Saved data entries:
—————

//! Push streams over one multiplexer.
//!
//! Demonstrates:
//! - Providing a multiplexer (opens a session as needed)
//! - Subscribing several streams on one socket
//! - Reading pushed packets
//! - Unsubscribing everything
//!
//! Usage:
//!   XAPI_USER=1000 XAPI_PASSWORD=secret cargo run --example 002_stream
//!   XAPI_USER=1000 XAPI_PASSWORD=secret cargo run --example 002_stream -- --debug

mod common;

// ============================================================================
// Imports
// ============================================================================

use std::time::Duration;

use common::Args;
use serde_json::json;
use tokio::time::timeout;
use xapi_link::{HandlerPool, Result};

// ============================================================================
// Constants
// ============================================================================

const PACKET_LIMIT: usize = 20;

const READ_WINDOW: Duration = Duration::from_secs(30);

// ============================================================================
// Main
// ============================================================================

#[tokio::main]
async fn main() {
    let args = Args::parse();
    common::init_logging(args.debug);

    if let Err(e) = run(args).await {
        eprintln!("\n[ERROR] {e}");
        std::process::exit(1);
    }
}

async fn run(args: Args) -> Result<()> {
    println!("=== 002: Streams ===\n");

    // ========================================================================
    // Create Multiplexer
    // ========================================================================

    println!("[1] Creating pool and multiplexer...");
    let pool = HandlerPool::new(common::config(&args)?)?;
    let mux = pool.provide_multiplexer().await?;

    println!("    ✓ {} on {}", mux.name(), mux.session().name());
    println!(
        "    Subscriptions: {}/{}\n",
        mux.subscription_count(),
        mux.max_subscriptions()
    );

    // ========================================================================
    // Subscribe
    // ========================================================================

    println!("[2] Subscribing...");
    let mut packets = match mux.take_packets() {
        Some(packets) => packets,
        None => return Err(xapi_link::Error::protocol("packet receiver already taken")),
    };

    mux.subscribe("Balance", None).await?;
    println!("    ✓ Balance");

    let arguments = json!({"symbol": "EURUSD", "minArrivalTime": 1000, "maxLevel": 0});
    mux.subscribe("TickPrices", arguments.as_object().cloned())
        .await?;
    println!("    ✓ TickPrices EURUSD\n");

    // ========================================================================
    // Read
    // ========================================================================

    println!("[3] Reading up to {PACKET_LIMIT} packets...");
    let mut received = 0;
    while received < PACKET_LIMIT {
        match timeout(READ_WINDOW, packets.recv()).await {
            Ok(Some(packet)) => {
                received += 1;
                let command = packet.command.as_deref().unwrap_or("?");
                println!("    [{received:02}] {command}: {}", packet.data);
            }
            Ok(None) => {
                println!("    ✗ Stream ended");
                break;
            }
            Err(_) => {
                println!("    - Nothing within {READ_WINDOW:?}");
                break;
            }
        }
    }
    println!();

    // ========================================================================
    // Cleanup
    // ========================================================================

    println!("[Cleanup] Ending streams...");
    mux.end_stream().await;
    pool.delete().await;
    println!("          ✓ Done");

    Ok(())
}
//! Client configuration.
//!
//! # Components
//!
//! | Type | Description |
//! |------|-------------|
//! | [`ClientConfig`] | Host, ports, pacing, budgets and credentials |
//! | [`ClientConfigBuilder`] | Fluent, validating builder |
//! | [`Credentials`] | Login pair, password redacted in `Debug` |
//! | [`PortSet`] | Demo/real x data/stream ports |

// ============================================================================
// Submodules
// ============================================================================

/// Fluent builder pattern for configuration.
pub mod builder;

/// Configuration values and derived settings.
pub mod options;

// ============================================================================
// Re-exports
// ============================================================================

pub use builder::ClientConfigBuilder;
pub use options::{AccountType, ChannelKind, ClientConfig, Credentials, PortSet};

—————

== What the task requires ==
Only the lines from the first line of the records through the line containing "async fn main()" should be repeated, exactly as they appear.

== Task answer ==
//! Push streams over one multiplexer.
//!
//! Demonstrates:
//! - Providing a multiplexer (opens a session as needed)
//! - Subscribing several streams on one socket
//! - Reading pushed packets
//! - Unsubscribing everything
//!
//! Usage:
//!   XAPI_USER=1000 XAPI_PASSWORD=secret cargo run --example 002_stream
//!   XAPI_USER=1000 XAPI_PASSWORD=secret cargo run --example 002_stream -- --debug

mod common;

// ============================================================================
// Imports
// ============================================================================

use std::time::Duration;

use common::Args;
use serde_json::json;
use tokio::time::timeout;
use xapi_link::{HandlerPool, Result};

// ============================================================================
// Constants
// ============================================================================

const PACKET_LIMIT: usize = 20;

const READ_WINDOW: Duration = Duration::from_secs(30);

// ============================================================================
// Main
// ============================================================================

#[tokio::main]
async fn main() {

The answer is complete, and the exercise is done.